## TASK OBJECTIVE
Find the line with "pub const fn new(name: &'static" in the records below. Copy it and every line after it, up to and including the line with "pub columns: &'static".

## DATASET CONTENT
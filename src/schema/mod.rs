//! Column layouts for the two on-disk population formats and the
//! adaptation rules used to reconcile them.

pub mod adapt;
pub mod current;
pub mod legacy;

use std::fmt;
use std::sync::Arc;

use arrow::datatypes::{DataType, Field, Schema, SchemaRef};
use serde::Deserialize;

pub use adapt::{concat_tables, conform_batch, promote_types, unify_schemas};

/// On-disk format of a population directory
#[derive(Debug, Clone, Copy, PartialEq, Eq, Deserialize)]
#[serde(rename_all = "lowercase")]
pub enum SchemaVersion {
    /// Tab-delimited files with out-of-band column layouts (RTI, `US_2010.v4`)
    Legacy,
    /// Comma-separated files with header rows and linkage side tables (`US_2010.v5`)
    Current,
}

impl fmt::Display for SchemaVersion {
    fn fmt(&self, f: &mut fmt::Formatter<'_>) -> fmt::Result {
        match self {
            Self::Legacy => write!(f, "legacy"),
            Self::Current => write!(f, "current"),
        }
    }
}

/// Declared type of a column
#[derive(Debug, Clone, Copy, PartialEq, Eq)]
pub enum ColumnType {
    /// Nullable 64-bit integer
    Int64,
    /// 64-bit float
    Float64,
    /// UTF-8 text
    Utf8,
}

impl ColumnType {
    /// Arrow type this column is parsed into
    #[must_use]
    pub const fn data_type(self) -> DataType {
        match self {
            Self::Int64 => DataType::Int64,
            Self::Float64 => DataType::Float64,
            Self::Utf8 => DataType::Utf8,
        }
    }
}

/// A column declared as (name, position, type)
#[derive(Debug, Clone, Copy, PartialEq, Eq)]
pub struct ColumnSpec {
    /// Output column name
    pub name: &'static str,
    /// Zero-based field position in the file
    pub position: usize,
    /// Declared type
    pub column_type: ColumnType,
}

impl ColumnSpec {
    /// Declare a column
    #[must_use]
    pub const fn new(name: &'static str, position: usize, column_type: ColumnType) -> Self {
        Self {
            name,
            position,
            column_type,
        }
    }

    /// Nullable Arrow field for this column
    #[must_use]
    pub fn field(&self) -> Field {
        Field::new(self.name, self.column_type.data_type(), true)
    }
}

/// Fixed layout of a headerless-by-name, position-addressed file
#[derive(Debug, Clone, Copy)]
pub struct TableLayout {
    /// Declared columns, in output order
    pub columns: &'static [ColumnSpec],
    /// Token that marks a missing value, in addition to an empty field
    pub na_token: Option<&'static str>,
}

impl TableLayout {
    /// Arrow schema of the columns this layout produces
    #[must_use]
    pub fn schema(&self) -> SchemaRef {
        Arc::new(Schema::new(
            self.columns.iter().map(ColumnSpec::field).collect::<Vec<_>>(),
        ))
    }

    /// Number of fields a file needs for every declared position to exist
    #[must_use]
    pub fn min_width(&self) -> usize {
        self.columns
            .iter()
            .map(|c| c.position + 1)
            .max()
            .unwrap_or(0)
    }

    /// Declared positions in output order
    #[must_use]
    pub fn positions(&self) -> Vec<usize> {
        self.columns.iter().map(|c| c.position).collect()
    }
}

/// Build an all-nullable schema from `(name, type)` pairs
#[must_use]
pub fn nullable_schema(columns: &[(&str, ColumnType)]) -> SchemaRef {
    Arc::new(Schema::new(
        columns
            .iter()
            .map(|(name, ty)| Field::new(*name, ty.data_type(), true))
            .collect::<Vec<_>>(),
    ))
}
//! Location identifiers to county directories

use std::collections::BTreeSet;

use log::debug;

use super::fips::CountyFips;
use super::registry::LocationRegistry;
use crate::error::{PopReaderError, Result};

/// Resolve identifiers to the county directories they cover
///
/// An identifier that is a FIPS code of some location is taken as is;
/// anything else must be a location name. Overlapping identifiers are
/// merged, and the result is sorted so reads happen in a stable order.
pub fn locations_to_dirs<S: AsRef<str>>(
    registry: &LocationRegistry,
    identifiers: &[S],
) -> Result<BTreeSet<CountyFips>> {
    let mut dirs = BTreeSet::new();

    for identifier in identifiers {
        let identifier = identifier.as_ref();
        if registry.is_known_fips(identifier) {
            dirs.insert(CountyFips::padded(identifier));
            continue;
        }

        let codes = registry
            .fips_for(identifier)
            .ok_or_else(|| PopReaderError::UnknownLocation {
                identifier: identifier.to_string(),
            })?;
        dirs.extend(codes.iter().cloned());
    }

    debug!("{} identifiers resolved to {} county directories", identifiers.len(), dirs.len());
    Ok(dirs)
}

## ANSWER SECTION
    pub const fn new(name: &'static str, position: usize, column_type: ColumnType) -> Self {
        Self {
            name,
            position,
            column_type,
        }
    }

    /// Nullable Arrow field for this column
    #[must_use]
    pub fn field(&self) -> Field {
        Field::new(self.name, self.column_type.data_type(), true)
    }
}

/// Fixed layout of a headerless-by-name, position-addressed file
#[derive(Debug, Clone, Copy)]
pub struct TableLayout {
    /// Declared columns, in output order
    pub columns: &'static [ColumnSpec],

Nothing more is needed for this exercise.